Épidémie de conspirations

De tout temps les épidémies ont été source de colère populaire et de peur atavique. Tout événement doit avoir une cause, et si l’événement est terrible, la cause est maligne. Qui est plus mauvais que le Diable en l’Homme ? Le malheur suppose la conspiration des méchants. Lorsque je me suis trouvé à Hong Kong au moment où une nouvelle maladie mortelle, le Syndrome Respiratoire Aigu Sévère, commençait à étouffer à mort les patients atteints, s’est posée la question de son origine. Et dans mon propre laboratoire, l’un de mes chercheurs seniors n’a rien trouvé de mieux qu’imaginer qu’il s’agissait là d’une construction – la conspiration des Organismes Génétiquement Modifiés, bien présente en nos contrées – faite par le monde occidental, probablement américain, pour arrêter les progrès fulgurants de la Chine !
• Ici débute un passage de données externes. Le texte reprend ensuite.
#![forbid(unsafe_code)]

use std::collections::{BTreeSet, HashMap};

use async_trait::async_trait;
use compcontrol_domain::{AuthKey, Connection, ConnectionId};
use tokio::sync::RwLock;

use crate::server::store::{DatabasePool, StoreError};

/// Directory of live connections keyed by connection id, with a secondary
/// index by associated key.
///
/// `all` is a full scan. That is fine for the dozens to hundreds of
/// connections this server targets; larger deployments would page through it.
#[async_trait]
pub trait ConnectionRegistry: Send + Sync {
	/// Insert or overwrite the entry for `connection.connection_id`.
	async fn upsert(&self, connection: Connection) -> Result<(), StoreError>;

	/// Unconditional delete. Returns whether an entry existed.
	async fn delete(&self, connection_id: &ConnectionId) -> Result<bool, StoreError>;

	async fn by_id(&self, connection_id: &ConnectionId) -> Result<Option<Connection>, StoreError>;

	/// Connection ids associated with `key`, sorted.
	async fn by_key(&self, key: &AuthKey) -> Result<Vec<ConnectionId>, StoreError>;

	async fn count(&self) -> Result<u64, StoreError>;

	/// Every registered connection id, sorted.
	async fn all(&self) -> Result<Vec<ConnectionId>, StoreError>;
}

/// Map-of-maps registry. Both indexes live under one lock.
#[derive(Debug, Default)]
pub struct InMemoryRegistry {
	inner: RwLock<Inner>,
}

#[derive(Debug, Default)]
struct Inner {
	by_id: HashMap<ConnectionId, Connection>,
	by_key: HashMap<AuthKey, BTreeSet<ConnectionId>>,
}

impl Inner {
	fn unindex(&mut self, key: &AuthKey, connection_id: &ConnectionId) {
		if let Some(ids) = self.by_key.get_mut(key) {
			ids.remove(connection_id);
			if ids.is_empty() {
				self.by_key.remove(key);
			}
		}
	}
}

impl InMemoryRegistry {
	pub fn new() -> Self {
		Self::default()
	}

	/// True when the key index and the primary map describe the same entries.
	#[cfg(test)]
	pub async fn index_is_consistent(&self) -> bool {
		let inner = self.inner.read().await;
		let indexed: usize = inner.by_key.values().map(BTreeSet::len).sum();
		if indexed != inner.by_id.len() {
			return false;
		}

		inner.by_key.iter().all(|(key, ids)| {
			!ids.is_empty()
				&& ids
					.iter()
					.all(|id| inner.by_id.get(id).is_some_and(|c| &c.associated_key == key))
		})
	}
}

#[async_trait]
impl ConnectionRegistry for InMemoryRegistry {
	async fn upsert(&self, connection: Connection) -> Result<(), StoreError> {
		let mut inner = self.inner.write().await;
		let id = connection.connection_id.clone();
		let key = connection.associated_key.clone();

		if let Some(prev) = inner.by_id.insert(id.clone(), connection)
			&& prev.associated_key != key
		{
			inner.unindex(&prev.associated_key, &id);
		}

		inner.by_key.entry(key).or_default().insert(id);
		Ok(())
	}

	async fn delete(&self, connection_id: &ConnectionId) -> Result<bool, StoreError> {
		let mut inner = self.inner.write().await;
		let Some(prev) = inner.by_id.remove(connection_id) else {
			return Ok(false);
		};

		inner.unindex(&prev.associated_key, connection_id);
		Ok(true)
	}

	async fn by_id(&self, connection_id: &ConnectionId) -> Result<Option<Connection>, StoreError> {
		let inner = self.inner.read().await;
		Ok(inner.by_id.get(connection_id).cloned())
	}

	async fn by_key(&self, key: &AuthKey) -> Result<Vec<ConnectionId>, StoreError> {
		let inner = self.inner.read().await;
		Ok(inner
			.by_key
			.get(key)
			.map(|ids| ids.iter().cloned().collect())
			.unwrap_or_default())
	}

	async fn count(&self) -> Result<u64, StoreError> {
		let inner = self.inner.read().await;
		Ok(inner.by_id.len() as u64)
	}

	async fn all(&self) -> Result<Vec<ConnectionId>, StoreError> {
		let inner = self.inner.read().await;
		let mut ids = inner.by_id.keys().cloned().collect::<Vec<_>>();
		ids.sort();
		Ok(ids)
	}
}

/// Registry persisted in the `connections` table. The key index is a plain
/// SQL index, so it cannot drift from the primary rows.
#[derive(Clone, Debug)]
pub struct SqlRegistry {
	pool: DatabasePool,
}

impl SqlRegistry {
	pub fn new(pool: DatabasePool) -> Self {
		Self { pool }
	}

	/// Delete every row. Returns how many were removed.
	pub async fn clear(&self) -> Result<u64, StoreError> {
		let affected = match &self.pool {
			DatabasePool::Sqlite(pool) => sqlx::query("DELETE FROM connections").execute(pool).await?.rows_affected(),
			DatabasePool::Postgres(pool) => sqlx::query("DELETE FROM connections").execute(pool).await?.rows_affected(),
		};
		Ok(affected)
	}
}

fn connection_from_row((connection_id, associated_key, created_at_ms): (String, String, i64)) -> Result<Connection, StoreError> {
	let connection_id =
		ConnectionId::new(connection_id).map_err(|e| StoreError::Corrupt(format!("connection_id: {e}")))?;
	let associated_key = AuthKey::new(associated_key).map_err(|e| StoreError::Corrupt(format!("associated_key: {e}")))?;
	Ok(Connection::new(connection_id, associated_key, created_at_ms))
}

fn ids_from_rows(rows: Vec<(String,)>) -> Result<Vec<ConnectionId>, StoreError> {
	rows.into_iter()
		.map(|(id,)| ConnectionId::new(id).map_err(|e| StoreError::Corrupt(format!("connection_id: {e}"))))
		.collect()
}

#[async_trait]
impl ConnectionRegistry for SqlRegistry {
	async fn upsert(&self, connection: Connection) -> Result<(), StoreError> {
		match &self.pool {
			DatabasePool::Sqlite(pool) => {
				sqlx::query(
					"INSERT INTO connections (connection_id, associated_key, created_at_ms) VALUES (?, ?, ?) \
					ON CONFLICT(connection_id) DO UPDATE SET associated_key = excluded.associated_key, created_at_ms = excluded.created_at_ms",
				)
				.bind(connection.connection_id.as_str())
				.bind(connection.associated_key.expose())
				.bind(connection.created_at_ms)
				.execute(pool)
				.await?;
			}
			DatabasePool::Postgres(pool) => {
				sqlx::query(
					"INSERT INTO connections (connection_id, associated_key, created_at_ms) VALUES ($1, $2, $3) \
					ON CONFLICT (connection_id) DO UPDATE SET associated_key = EXCLUDED.associated_key, created_at_ms = EXCLUDED.created_at_ms",
				)
				.bind(connection.connection_id.as_str())
				.bind(connection.associated_key.expose())
				.bind(connection.created_at_ms)
				.execute(pool)
				.await?;
			}
		}
		Ok(())
	}

	async fn delete(&self, connection_id: &ConnectionId) -> Result<bool, StoreError> {
		let affected = match &self.pool {
			DatabasePool::Sqlite(pool) => sqlx::query("DELETE FROM connections WHERE connection_id = ?")
				.bind(connection_id.as_str())
				.execute(pool)
				.await?
				.rows_affected(),
			DatabasePool::Postgres(pool) => sqlx::query("DELETE FROM connections WHERE connection_id = $1")
				.bind(connection_id.as_str())
				.execute(pool)
				.await?
				.rows_affected(),
		};
		Ok(affected > 0)
	}

	async fn by_id(&self, connection_id: &ConnectionId) -> Result<Option<Connection>, StoreError> {
		let row: Option<(String, String, i64)> = match &self.pool {
			DatabasePool::Sqlite(pool) => {
				sqlx::query_as(
					"SELECT connection_id, associated_key, created_at_ms FROM connections WHERE connection_id = ?",
				)
				.bind(connection_id.as_str())
				.fetch_optional(pool)
				.await?
			}
			DatabasePool::Postgres(pool) => {
				sqlx::query_as(
					"SELECT connection_id, associated_key, created_at_ms FROM connections WHERE connection_id = $1",
				)
				.bind(connection_id.as_str())
				.fetch_optional(pool)
				.await?
			}
		};

		row.map(connection_from_row).transpose()
	}

	async fn by_key(&self, key: &AuthKey) -> Result<Vec<ConnectionId>, StoreError> {
		let rows: Vec<(String,)> = match &self.pool {
			DatabasePool::Sqlite(pool) => {
				sqlx::query_as("SELECT connection_id FROM connections WHERE associated_key = ? ORDER BY connection_id")
					.bind(key.expose())
					.fetch_all(pool)
					.await?
			}
			DatabasePool::Postgres(pool) => {
				sqlx::query_as("SELECT connection_id FROM connections WHERE associated_key = $1 ORDER BY connection_id")
					.bind(key.expose())
					.fetch_all(pool)
					.await?
			}
		};

		ids_from_rows(rows)
	}

	async fn count(&self) -> Result<u64, StoreError> {
		let (count,): (i64,) = match &self.pool {
			DatabasePool::Sqlite(pool) => {
				sqlx::query_as("SELECT COUNT(*) FROM connections")
					.fetch_one(pool)
					.await?
			}
			DatabasePool::Postgres(pool) => {
				sqlx::query_as("SELECT COUNT(*) FROM connections")
					.fetch_one(pool)
					.await?
			}
		};
		Ok(count.max(0) as u64)
	}

	async fn all(&self) -> Result<Vec<ConnectionId>, StoreError> {
		let rows: Vec<(String,)> = match &self.pool {
			DatabasePool::Sqlite(pool) => {
				sqlx::query_as("SELECT connection_id FROM connections ORDER BY connection_id")
					.fetch_all(pool)
					.await?
			}
			DatabasePool::Postgres(pool) => {
				sqlx::query_as("SELECT connection_id FROM connections ORDER BY connection_id")
					.fetch_all(pool)
					.await?
			}
		};

		ids_from_rows(rows)
	}
}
Il m’a fallu quelque temps pour le convaincre que cette hypothèse n’était que le signe d’une peur atavique, et certainement pas d’un raisonnement intelligent. Mais la preuve du contraire est venue lorsque nous avons, ensemble, commencé à étudier le génome, le texte du programme de développement du virus lui-même. Il devenait évident qu’il s’agissait d’un cousin d’un virus bien connu, qui avait suivi un chemin évolutif long. La question qui se posait alors était de comprendre quel était son hôte normal. Après bien des hésitations nous avons compris qu’il s’agissait d’une chauve-souris, animal qui, contrairement à son nom, est bien plus proche des Primates que des rongeurs. Et l’on sait que c’est la proximité entre espèces qui est source de dangers, pas leur éloignement (ce que ne comprennent pas ceux qui ignorent les lois de la vie). Fin de la conspiration.
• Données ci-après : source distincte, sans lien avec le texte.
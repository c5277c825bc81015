#![forbid(unsafe_code)]

use std::str::FromStr;
use std::sync::Arc;
use std::time::Duration;

use compcontrol_domain::{AuthKey, Whitelist};
use compcontrol_protocol::{DispatchOutcome, PushPayload};
use serde::Deserialize;
use tracing::{debug, error, info, warn};

use crate::server::fanout::{FanOutReport, fan_out};
use crate::server::gateway::MessageGateway;
use crate::server::key_store::KeyStore;
use crate::server::registry::ConnectionRegistry;

/// How dispatch targets are resolved.
#[derive(Debug, Clone, Copy, Default, PartialEq, Eq, Deserialize)]
#[serde(rename_all = "lowercase")]
pub enum DispatchMode {
	/// Connections registered under the presented key.
	#[default]
	Targeted,
	/// Every registered connection; no key resolution.
	Broadcast,
}

impl FromStr for DispatchMode {
	type Err = String;

	fn from_str(s: &str) -> Result<Self, Self::Err> {
		match s.trim().to_ascii_lowercase().as_str() {
			"targeted" | "key" => Ok(DispatchMode::Targeted),
			"broadcast" | "all" => Ok(DispatchMode::Broadcast),
			other => Err(format!("unknown dispatch mode: {other} (expected targeted|broadcast)")),
		}
	}
}

#[derive(Debug, Clone)]
pub struct DispatcherConfig {
	pub mode: DispatchMode,
	pub push_timeout: Duration,
	/// Remove targets the gateway reports as gone. Off by default.
	pub evict_gone_connections: bool,
}

impl Default for DispatcherConfig {
	fn default() -> Self {
		Self {
			mode: DispatchMode::Targeted,
			push_timeout: Duration::from_secs(3),
			evict_gone_connections: false,
		}
	}
}

/// Input accepted by the dispatcher.
#[derive(Debug, Clone, Copy)]
pub enum DispatchInput<'a> {
	/// Scheduled keep-warm tick. Touches nothing.
	Warmer,
	Request {
		command: &'a str,
		presented_key: Option<&'a AuthKey>,
	},
}

/// Validates, authorizes, and fans out whitelisted commands.
#[derive(Clone)]
pub struct Dispatcher {
	whitelist: Whitelist,
	keys: Arc<dyn KeyStore>,
	registry: Arc<dyn ConnectionRegistry>,
	gateway: Arc<dyn MessageGateway>,
	cfg: DispatcherConfig,
}

impl Dispatcher {
	pub fn new(
		whitelist: Whitelist,
		keys: Arc<dyn KeyStore>,
		registry: Arc<dyn ConnectionRegistry>,
		gateway: Arc<dyn MessageGateway>,
		cfg: DispatcherConfig,
	) -> Self {
		Self {
			whitelist,
			keys,
			registry,
			gateway,
			cfg,
		}
	}

	#[allow(dead_code)]
	pub fn mode(&self) -> DispatchMode {
		self.cfg.mode
	}

	pub async fn handle(&self, input: DispatchInput<'_>) -> DispatchOutcome {
		let outcome = match input {
			DispatchInput::Warmer => {
				debug!("dispatch: warmer tick");
				DispatchOutcome::Warmed
			}
			DispatchInput::Request { command, presented_key } => self.dispatch(command, presented_key).await,
		};

		metrics::counter!("compcontrol_dispatch_total", "outcome" => outcome.as_str()).increment(1);
		outcome
	}

	async fn dispatch(&self, command: &str, presented_key: Option<&AuthKey>) -> DispatchOutcome {
		// Whitelist first: rejected commands never reveal anything about the key.
		let Some(command) = self.whitelist.resolve(command) else {
			info!(command, "dispatch rejected: command not whitelisted");
			return DispatchOutcome::CommandNotAllowed;
		};

		let targets = match self.cfg.mode {
			DispatchMode::Targeted => {
				let Some(key) = presented_key else {
					info!(%command, "dispatch rejected: missing token");
					return DispatchOutcome::MissingToken;
				};

				match self.keys.exists(key).await {
					Ok(true) => {}
					Ok(false) => {
						info!(%command, "dispatch rejected: invalid token");
						return DispatchOutcome::InvalidToken;
					}
					Err(e) => {
						error!(%command, error = %e, "dispatch failed: key store unavailable");
						return DispatchOutcome::StoreUnavailable;
					}
				}

				match self.registry.by_key(key).await {
					Ok(targets) if targets.is_empty() => {
						info!(%command, "dispatch: no connected clients for key");
						return DispatchOutcome::NoTargets;
					}
					Ok(targets) => targets,
					Err(e) => {
						error!(%command, error = %e, "dispatch failed: registry unavailable");
						return DispatchOutcome::StoreUnavailable;
					}
				}
			}
			DispatchMode::Broadcast => match self.registry.all().await {
				Ok(targets) => targets,
				Err(e) => {
					error!(%command, error = %e, "broadcast failed: registry unavailable");
					return DispatchOutcome::StoreUnavailable;
				}
			},
		};

		let payload = match PushPayload::command(command).to_json() {
			Ok(payload) => payload,
			Err(e) => {
				error!(%command, error = %e, "dispatch failed: payload encode");
				return DispatchOutcome::StoreUnavailable;
			}
		};

		let report = fan_out(self.gateway.as_ref(), &targets, &payload, self.cfg.push_timeout).await;
		info!(
			%command,
			targets = report.attempted,
			delivered = report.delivered(),
			failed = report.failures.len(),
			"dispatch fan-out complete"
		);

		if self.cfg.evict_gone_connections {
			self.evict_gone(&report).await;
		}

		DispatchOutcome::Success
	}

	async fn evict_gone(&self, report: &FanOutReport) {
		for id in report.gone() {
			match self.registry.delete(id).await {
				Ok(true) => info!(conn_id = %id, "evicted gone connection"),
				Ok(false) => {}
				Err(e) => warn!(conn_id = %id, error = %e, "failed to evict gone connection"),
			}
		}
	}
}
Un malheureux concombre espagnol

Mais cette inspiration maligne (et passablement inintelligente, pour rester poli) est sans fin. Nous avons aujourd’hui une épidémie incompréhensible due à un colibacille d’un type rare, Escherichia coli O104:H4. Le colibacille est une bactérie « poilue ». (Pour son petit nom, une légende veut que son cousin O157:H7 bien plus fréquent, et presque aussi dangereux ait été nommé ainsi en raison de son absence de pilosité, « ohne Haare » en allemand, ce qui tombait bien avec la nomenclature classique utilisée pour répertorier les nombreux variants de la surface bactérienne.) Son origine est inconnue. On a vite trouvé le coupable, un malheureux concombre espagnol, et cela a causé des dizaines de millions de pertes agricoles. Aujourd’hui, fort heureusement, la cause imaginée se trouve dans un pays incapable de se défendre, empêtré qu’il est dans une interminable révolution, l’Égypte. Mais avons-nous identifié la bactérie là-bas dans les graines en cause ? Pas encore. Avons-nous trouvé une épidémie qu’elle aurait causée ? Que nenni. Et d’où vient la résistance de ce dangereux pathogène à de très nombreux antibiotiques ? Et comment est-il souvent le commensal inoffensif de porteurs sains qui la diffusent certainement un peu partout ? Pas de réponse.

Vient alors l’évidence : la conspiration ! Nous avons là un exemple d’une merveilleuse combinaison : les manipulations génétiques militaires et la radioactivité. Qui dit mieux ? L’imbécillité, classique, du raisonnement qui consiste à mettre ensemble des éléments disparates pour rendre compte de son ignorance, en se fondant sur l’ignorance nécessairement revendiquée par toute science en construction, n’est pas perdue pour tout le monde : elle est un magnifique prétexte à la publicité pour un individu en quête de notoriété. Mais cette fois aussi à la publicité pour des livres (ici, principalement écrits à propos des armes biologiques). Écrivant pour Books, devons-nous nous en plaindre ? John Stuart Mill dans sa réflexion Sur la Liberté, a répondu par avance à mon irritation : il faut tolérer même l’indigence intellectuelle pour faire progresser les idées.